Creed 3: la recensione del film di e con Michael B. Jordan

Michael B. Jordan, esordiente alla regia, realizza una pellicola con scene di combattimento molto curate, ma poco originale e assai prevedibile.

3 min read
Creed 3: la recensione del film di e con  Michael B. Jordan

Creed 3 comincia con l’ultimo incontro di box sostenuto da Adonis Creed (Michael B. Jordan), ovviamente da lui vinto, prima del suo ritiro dorato alla Delphi Boxing Academy, dove si impegna a promuovere il rampollo della sua scuderia, Felix “El Guerrero” Chavez.

Il luccichio di una vita sfarzosa e di successo nasconde in realtà molte difficoltà personali che Adonis fatica ad affrontare. Sua moglie Bianca (Tessa Thompson) ha dei problemi all’udito e ha rinunciato alla sua carriera di artista per diventare una produttrice di successo. Tra loro le cose non sono più splendide come una volta, i due hanno problemi di relazione.

La madre adottiva di lui è molto malata e ha bisogno di continue attenzioni, mentre la loro figlia Amara manifesta dei disturbi comportamentali, scazzottando le sue compagne di scuola.

Ma i veri problemi emergono dal lontano e scomodo passato, che Adonis pensava di essersi lasciato alle spalle per sempre.

Damian Anderson (Jonathan Majors, che abbiamo visto nel recente e insipido Ant-Man and The Wasp: Quantumania) è un suo vecchio amico fraterno, che è appena uscita di galera dopo avere scontato diciotto anni di reclusione per avere coperto il giovanissimo Adonis, finendo in cella al posto suo.

Un triste destino che gli ha impedito di diventare il pugile di successo che sognava di essere, costringendolo per di più ad assistere alla travolgente carriera di Adonis, che aveva iniziato ai segreti della boxe.
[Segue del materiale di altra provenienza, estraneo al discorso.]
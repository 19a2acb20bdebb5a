//! Gallery manifest: the declarative description of one scene.
//!
//! Mirrors the JSON structure exactly. Everything the runtime varies per
//! gallery lives here: the scenery model, the walkable bounds and motion
//! tuning, the interactive surface set, and the ambient audio source.

use bevy::prelude::*;
use serde::{Deserialize, Serialize};

use crate::constants::navigation::{DEFAULT_BOUNDS, MOVE_SPEED, SCROLL_DAMPING, VELOCITY_EPSILON};
use crate::engine::camera::navigation::{NavBounds, NavigationController};

/// What to do when the imported scene carries no camera node.
#[derive(Debug, Clone, Copy, PartialEq, Eq, Default, Serialize, Deserialize)]
#[serde(rename_all = "snake_case")]
pub enum CameraPolicy {
    /// Refuse readiness and surface a fatal error.
    FailFast,
    /// Adopt a default pose and proceed.
    #[default]
    FallbackCamera,
}

/// Walk bounds and motion tuning, all optional in the JSON.
#[derive(Debug, Clone, Serialize, Deserialize)]
pub struct NavigationSettings {
    /// `[min_x, max_x, min_z, max_z]`
    #[serde(default = "default_bounds")]
    pub bounds: [f32; 4],
    #[serde(default = "default_move_speed")]
    pub move_speed: f32,
    #[serde(default = "default_damping")]
    pub damping: f32,
}

fn default_bounds() -> [f32; 4] {
    DEFAULT_BOUNDS
}

fn default_move_speed() -> f32 {
    MOVE_SPEED
}

fn default_damping() -> f32 {
    SCROLL_DAMPING
}

impl Default for NavigationSettings {
    fn default() -> Self {
        Self {
            bounds: DEFAULT_BOUNDS,
            move_speed: MOVE_SPEED,
            damping: SCROLL_DAMPING,
        }
    }
}

impl NavigationSettings {
    pub fn to_controller(&self) -> NavigationController {
        let [min_x, max_x, min_z, max_z] = self.bounds;
        NavigationController {
            move_speed: self.move_speed,
            damping: self.damping,
            velocity_epsilon: VELOCITY_EPSILON,
            bounds: NavBounds {
                min_x,
                max_x,
                min_z,
                max_z,
            },
        }
    }
}

/// One video-textured surface and its caption.
#[derive(Debug, Clone, Serialize, Deserialize)]
pub struct SurfaceDefinition {
    pub name: String,
    pub caption: String,
    pub media_url: String,
    #[serde(default)]
    pub muted: bool,
    /// Alpha-channel sources force the canvas-sampled decode path.
    #[serde(default)]
    pub needs_alpha: bool,
    pub position: [f32; 3],
    #[serde(default)]
    pub yaw_degrees: f32,
    /// `[width, height]` in world units.
    pub size: [f32; 2],
}

/// Complete gallery manifest as a Bevy asset. Inserted as a resource once
/// loaded so later systems can read it without re-fetching the handle.
#[derive(Asset, TypePath, Resource, Debug, Clone, Serialize, Deserialize)]
pub struct GalleryManifest {
    /// GLTF scenery; `None` renders the generated backdrop only.
    #[serde(default)]
    pub scene_model: Option<String>,
    #[serde(default)]
    pub camera_policy: CameraPolicy,
    #[serde(default)]
    pub navigation: NavigationSettings,
    pub surfaces: Vec<SurfaceDefinition>,
    #[serde(default)]
    pub ambient_audio: Option<String>,
}

#[cfg(test)]
mod tests {
    use super::*;

    #[test]
    fn minimal_manifest_fills_defaults() {
        let manifest: GalleryManifest = serde_json::from_str(
            r#"{
                "surfaces": [{
                    "name": "reel",
                    "caption": "Showreel, 2024",
                    "media_url": "media/reel.mp4",
                    "position": [0.0, 2.0, -6.0],
                    "size": [4.0, 2.25]
                }]
            }"#,
        )
        .unwrap();

        assert_eq!(manifest.camera_policy, CameraPolicy::FallbackCamera);
        assert!(manifest.scene_model.is_none());
        assert_eq!(manifest.navigation.bounds, DEFAULT_BOUNDS);
        assert!(!manifest.surfaces[0].muted);
        assert!(!manifest.surfaces[0].needs_alpha);
        assert_eq!(manifest.surfaces[0].yaw_degrees, 0.0);
    }

    #[test]
    fn navigation_settings_build_the_controller() {
        let settings = NavigationSettings {
            bounds: [-10.0, 10.0, -4.0, 4.0],
            move_speed: 3.5,
            damping: 0.8,
        };
        let controller = settings.to_controller();
        assert_eq!(controller.move_speed, 3.5);
        assert_eq!(controller.bounds.max_x, 10.0);
        assert_eq!(controller.bounds.min_z, -4.0);
    }

    #[test]
    fn camera_policy_parses_snake_case() {
        let policy: CameraPolicy = serde_json::from_str("\"fail_fast\"").unwrap();
        assert_eq!(policy, CameraPolicy::FailFast);
    }
}
//! Media texture pipeline behind one lifecycle contract.
//!
//! Two decode pipelines feed surface textures: the direct variant copies
//! decoded frames GPU-side in the render world, the sampled variant redraws
//! frames through an off-screen canvas when direct decoding of the needed
//! codec or alpha channel is unavailable. The variant is selected once per
//! surface at setup time from the host capabilities and the source's needs.

/// Capability trait and playback lifecycle shared by both variants.
pub mod adapter;
/// GPU-side frame delivery; per-frame copies happen in the render world.
pub mod direct;
/// Render-world copier moving decoded frames into direct textures.
#[cfg(target_arch = "wasm32")]
pub mod frame_copy;
/// Thread-local store of browser media elements keyed by copyable ids.
pub mod registry;
/// Canvas-sampled frame delivery for codecs the host cannot decode directly.
pub mod sampled;

use bevy::asset::RenderAssetUsages;
use bevy::prelude::*;
use bevy::render::render_resource::{Extent3d, TextureDimension, TextureFormat};

use crate::constants::scene::PLACEHOLDER_TEXTURE_SIZE;
use adapter::{MediaState, MediaSurface, MediaTexture};
use direct::DirectVideoTexture;
use registry::MediaSourceId;
use sampled::SampledVideoTexture;

/// What the host's decode pipeline can feed a texture without sampling.
/// Probed once at startup and never re-evaluated per frame.
#[derive(Resource, Debug, Clone, Copy)]
pub struct HostMediaCapabilities {
    pub supports_direct_texture: bool,
}

impl HostMediaCapabilities {
    pub fn detect() -> Self {
        // WebGPU hosts copy decoded frames straight into textures; native
        // builds carry inert media sources and always take the sampled path.
        Self {
            supports_direct_texture: cfg!(target_arch = "wasm32"),
        }
    }
}

/// Everything needed to wire one surface's media source.
pub struct MediaRequest<'a> {
    pub url: &'a str,
    pub muted: bool,
    /// Alpha-channel sources need the sampled path even on direct hosts.
    pub needs_alpha: bool,
}

/// Create the adapter for one surface, choosing the variant exactly once.
pub fn create_adapter(
    capabilities: &HostMediaCapabilities,
    request: &MediaRequest,
    images: &mut Assets<Image>,
) -> Result<Box<dyn MediaTexture>, String> {
    let source = registry::create_video_source(request.url, request.muted)?;
    let texture = images.add(placeholder_texture());

    let adapter: Box<dyn MediaTexture> =
        if capabilities.supports_direct_texture && !request.needs_alpha {
            Box::new(DirectVideoTexture::new(source, texture, request.muted))
        } else {
            Box::new(SampledVideoTexture::new(source, texture, request.muted))
        };
    Ok(adapter)
}

/// Opaque dark placeholder shown until the source reports real dimensions.
fn placeholder_texture() -> Image {
    blank_texture(PLACEHOLDER_TEXTURE_SIZE, PLACEHOLDER_TEXTURE_SIZE)
}

fn blank_texture(width: u32, height: u32) -> Image {
    Image::new_fill(
        Extent3d {
            width,
            height,
            depth_or_array_layers: 1,
        },
        TextureDimension::D2,
        &[8, 8, 12, 255],
        TextureFormat::Rgba8UnormSrgb,
        RenderAssetUsages::MAIN_WORLD | RenderAssetUsages::RENDER_WORLD,
    )
}

/// Swap the texture for one sized to the decoded frames. Existing material
/// references keep working because the handle is unchanged.
pub(crate) fn resize_texture(images: &mut Assets<Image>, handle: &Handle<Image>, size: (u32, u32)) {
    images.insert(handle.id(), blank_texture(size.0, size.1));
}

/// Direct surfaces whose frames the render world should copy this frame.
#[derive(Resource, Default, Clone, bevy::render::extract_resource::ExtractResource)]
pub struct DirectCopyList(pub Vec<(MediaSourceId, Handle<Image>)>);

/// Per-tick adapter upkeep. Runs after hover arbitration so sampling always
/// sees this frame's playback decisions.
pub fn update_media_textures(
    mut images: ResMut<Assets<Image>>,
    mut surfaces: Query<&mut MediaSurface>,
) {
    for mut surface in &mut surfaces {
        surface.adapter.update(&mut images);
    }
}

/// Rebuild the render-world copy list: direct adapters with decoded data.
pub fn collect_direct_frames(
    mut list: ResMut<DirectCopyList>,
    surfaces: Query<&MediaSurface>,
) {
    list.0.clear();
    for surface in &surfaces {
        let adapter = &surface.adapter;
        if adapter.supports_direct_texture()
            && adapter.state() == MediaState::Playing
            && adapter.is_ready()
        {
            if let Some(source) = adapter.direct_copy_source() {
                list.0.push((source, adapter.texture().clone()));
            }
        }
    }
}

/// Dispose every still-live adapter when the teardown signal arrives.
pub fn dispose_media_on_teardown(
    mut teardown: EventReader<crate::engine::core::app_state::TeardownRequested>,
    mut images: ResMut<Assets<Image>>,
    mut surfaces: Query<&mut MediaSurface>,
) {
    if teardown.read().next().is_none() {
        return;
    }
    for mut surface in &mut surfaces {
        surface.adapter.dispose(&mut images);
    }
    info!("media adapters disposed");
}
Damian chiede aiuto ad Adonis, che all’inizio gli concede di diventare sparring partner per allenare  Felix “El Guerrero” Chavez. Ma l’ex galeotto ha ben altre ambizioni, ed è deciso ad arrivare al titolo mondiale, costi quello che costi, e senza farsi troppi scrupoli nei confronti dell’ormai ex-amico fraterno…

Creed 3: un film modesto e scontato, comunque buono per due ore di intrattenimento senza pretese per gli amanti del genere

La pellicola mette in scena lo scontro tra Adonis e il suo passato, con cui ancora non ha fatto la pace, regalando allo spettatore molte scene di combattimento, curate nei dettagli e molto apprezzabili, specie per gli amanti del pugilato e di questo tipo di film.

Per il resto, stiamo parlando di un prodotto commerciale modesto e scontato, realizzato mettendo insieme tutti i luoghi comuni e le situazioni già viste e riviste nei film di Rocky e dei precedenti Creed.

Per la prima volta nella saga, nel film manca il personaggio di Rocky Balboa, e l’assenza si nota. Michael B. Jordan è al suo esordio alla regia, ruolo nel quale non ha per niente brillato.

Ci sono poi alcuni aspetti, non prettamente cinematografici, che mi hanno lasciato parecchio perplesso. In primo luogo la superficialità disarmante con la quale viene trattato il disturbo comportamentale della piccola Amara, bulla in erba intenta a risolvere le dispute tra bambine a cazzotti in faccia, a cui il padre dedica amorevoli lezioni di box, guardandosi bene dall’affrontare il problema di relazione in profondità.

In secondo luogo il villain della storia, Damien, è… molto poco villain. In effetti il poveraccio è stato sepolto vivo in galera per diciotto anni solo perché ha volutamente protetto il giovanissimo Adonis, che poi si è guardato bene dall’andarlo a trovare o scrivergli di sua iniziativa, anche solo una volta.

Logico che appena uscito di galera cerchi una rivalsa nei confronti di chi lo ha in definitiva tradito. Semplicemente imbarazzante poi la posizione di Bianca, che invita il marito a non sentirsi in colpa per quello che era successo.

Al di là del fatto che è poco credibile che un uomo esca di galera con un livello di preparazione agonistica che lo rende capace di stendere al tappeto il detentore del titolo mondiale, personalmente mi sentivo quasi di prendere le parti di Damien.

Anche se stiamo parlando di un prodotto commerciale senza pretese, il messaggio morale che inevitabilmente veicola è alquanto discutibile.

A parte queste considerazioni, specie per gli amanti del genere, il film assicura comunque due ore di onesto intrattenimento. Al cinema.